ROCHESTER, N.Y. Eastman Kodak Co. is selling its health-imaging business, created after the discovery of X-rays in 1895, to Canadian investment firm Onex Corp. for up to $2.55 billion as the picture-taking pioneer bets its future on digital photography and commercial printing.
Kodak said Wednesday it plans to pay down about $1.15 billion in debt and funnel the rest of the proceeds into unspecified digital ventures as profits from its storied film business rapidly erode.
"Getting rid of the health imaging unit is a positive they've got another $1 billion that they can play with," said analyst Shannon Cross of Cross Research in Short Hills, N.J. However, "they still face the same challenges, and a huge chunk of their earnings was coming from health imaging."
Onex Healthcare Holdings Inc., a subsidiary of Canada's largest buyout firm, will pay $2.35 billion in cash and up to $200 million more if its investors realize an internal rate of return of more than 25 percent. The deal is expected to close in the first half of this year.
Toronto-based Onex Corp., which boasts annual revenues of about 20 billion Canadian dollars ($17 billion), teamed up on recent takeovers of Australia's Qantas Airways Ltd. and Raytheon's aircraft business.

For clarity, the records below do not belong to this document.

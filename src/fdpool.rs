//! The bounded LRU pool of open file descriptors.
//!
//! No direct teacher analog — `posy`'s stores close their `File` as soon as an
//! operation finishes and never pool descriptors across calls. This module implements
//! the pool described in SPEC_FULL.md §4.3 with a plain `Vec`, matching how the rest of
//! this crate family reaches for a std collection over a crate when nothing fancier is
//! needed.

use std::fs::OpenOptions;
use std::path::Path;
use std::sync::Arc;

use crate::error::Result;
use crate::handle::{Handle, HandleFlags};

/// Least-recently-used at index 0, most-recently-used at the tail.
pub(crate) struct FdPool {
    cap: usize,
    lru: Vec<Arc<Handle>>,
}

impl FdPool {
    pub fn new(cap: usize) -> Self {
        FdPool { cap, lru: Vec::new() }
    }

    pub fn len(&self) -> usize {
        self.lru.len()
    }

    /// Opens (or creates) `handle`'s file, evicting the least-recently-used entry
    /// first if the pool is already at capacity. If `create` is false and the file
    /// doesn't exist, clears `FILE_EXISTS` and marks the handle doomed instead of
    /// failing outright — the caller re-checks, per SPEC_FULL.md §4.3.
    ///
    /// `create` only adds the file if it's missing; it never truncates an existing
    /// file (callers that want a fresh, empty file delete it first, as the
    /// `CREATE_NEW` open path does).
    pub fn open_fd(&mut self, handle: &Arc<Handle>, create: bool) -> Result<()> {
        if self.lru.len() >= self.cap {
            let victim = self.lru.remove(0);
            self.release(&victim);
        }

        let path = handle.path();
        let mut opts = OpenOptions::new();
        opts.read(true).write(true);
        if create {
            opts.create(true);
        }

        match opts.open(&path) {
            Ok(file) => {
                handle.state.lock().unwrap().fd = Some(file);
                self.lru.push(Arc::clone(handle));
                Ok(())
            }
            Err(e) if !create && e.kind() == std::io::ErrorKind::NotFound => {
                handle.set_flag(HandleFlags::FILE_EXISTS, false);
                handle.set_flag(HandleFlags::DOOMED, true);
                Err(crate::error::CacheIoError::NotFound)
            }
            Err(e) => Err(e.into()),
        }
    }

    /// Moves an already-open handle to the most-recently-used end. No-op if the
    /// handle isn't in the pool (callers are expected to have opened it first).
    pub fn mark_used(&mut self, handle: &Arc<Handle>) {
        if let Some(pos) = self.lru.iter().position(|h| Arc::ptr_eq(h, handle)) {
            let h = self.lru.remove(pos);
            self.lru.push(h);
        }
    }

    /// Idempotent: closes and forgets `handle`'s descriptor if it's in the pool, does
    /// nothing otherwise (the "`release_fd` on an already-released handle" case in
    /// SPEC_FULL.md S3).
    pub fn release(&mut self, handle: &Arc<Handle>) {
        if let Some(pos) = self.lru.iter().position(|h| Arc::ptr_eq(h, handle)) {
            self.lru.remove(pos);
        }
        handle.state.lock().unwrap().fd = None;
    }

    pub fn contains(&self, handle: &Arc<Handle>) -> bool {
        self.lru.iter().any(|h| Arc::ptr_eq(h, handle))
    }
}

/// Ensures `handle` has an open descriptor, opening via the pool if necessary, or
/// just bumping its LRU position if it's already open.
pub(crate) fn ensure_open(
    pool: &mut FdPool,
    handle: &Arc<Handle>,
    create_if_missing: bool,
) -> Result<()> {
    if handle.has_open_fd() {
        pool.mark_used(handle);
        return Ok(());
    }
    pool.open_fd(handle, create_if_missing)
}

#[cfg(test)]
mod test {
    use super::*;
    use crate::digest::Digest;

    fn handle(tmp: &Path, name: &str) -> Arc<Handle> {
        let path = tmp.join(name);
        std::fs::write(&path, b"").unwrap();
        Handle::new(Digest::of(name.as_bytes()), path, true)
    }

    #[test]
    fn evicts_lru_when_full() {
        let tmp = tempfile::tempdir().unwrap();
        let mut pool = FdPool::new(2);
        let h1 = handle(tmp.path(), "a");
        let h2 = handle(tmp.path(), "b");
        let h3 = handle(tmp.path(), "c");

        pool.open_fd(&h1, false).unwrap();
        pool.open_fd(&h2, false).unwrap();
        assert_eq!(pool.len(), 2);

        pool.open_fd(&h3, false).unwrap();
        assert_eq!(pool.len(), 2);
        assert!(!h1.has_open_fd());
        assert!(h2.has_open_fd());
        assert!(h3.has_open_fd());
    }

    #[test]
    fn mark_used_protects_from_eviction() {
        let tmp = tempfile::tempdir().unwrap();
        let mut pool = FdPool::new(2);
        let h1 = handle(tmp.path(), "a");
        let h2 = handle(tmp.path(), "b");
        let h3 = handle(tmp.path(), "c");

        pool.open_fd(&h1, false).unwrap();
        pool.open_fd(&h2, false).unwrap();
        pool.mark_used(&h1);
        pool.open_fd(&h3, false).unwrap();

        assert!(h1.has_open_fd());
        assert!(!h2.has_open_fd());
    }

    #[test]
    fn release_is_idempotent() {
        let tmp = tempfile::tempdir().unwrap();
        let mut pool = FdPool::new(2);
        let h1 = handle(tmp.path(), "a");
        pool.open_fd(&h1, false).unwrap();
        pool.release(&h1);
        assert!(!h1.has_open_fd());
        pool.release(&h1);
        assert!(!h1.has_open_fd());
    }

    #[test]
    fn missing_file_marks_doomed_instead_of_failing_pool_invariant() {
        let tmp = tempfile::tempdir().unwrap();
        let path = tmp.path().join("missing");
        let h = Handle::new(Digest::of(b"missing"), path, true);
        let mut pool = FdPool::new(2);
        let err = pool.open_fd(&h, false).unwrap_err();
        assert!(err.is_not_found());
        assert!(h.is_doomed());
        assert!(!h.file_exists());
    }
}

Kodak founder George Eastman expanded photography's parameters to X-ray film in 1896 within months of German physicist Wilhelm Roentgen's discovery that X-rays would expose photographic plates.
The health group, which makes X-ray film, medical printers and information management software and storage systems and employs 8,100 people, accounted for nearly one-fifth of Kodak's $14.3 billion in sales in 2005. But the unit's operating profit plunged 21 percent that year as margins tightened.
With manufacturing operations in Rochester; Windsor, Colo.; Oakdale, Minn.; and White City, Ore.; as well as Xiamen, China; Guadalajara, Mexico; and Berlin, it competes against such companies as General Electric Co., Germany's Siemens AG, Royal Philips Electronics NV of the Netherlands and Belgium's Agfa-Gevaert.
Kodak hired Goldman Sachs & Co. last May to help explore alternatives for the division. Analysts had expected it to be either sold outright for anywhere from $2 billion to $4 billion, dismantled and sold in pieces, or turned into a joint venture.
Aside from reducing debt, Kodak said other potential uses for the cash proceeds are under review and will be discussed at its annual meeting with investors Feb. 8 in New York City.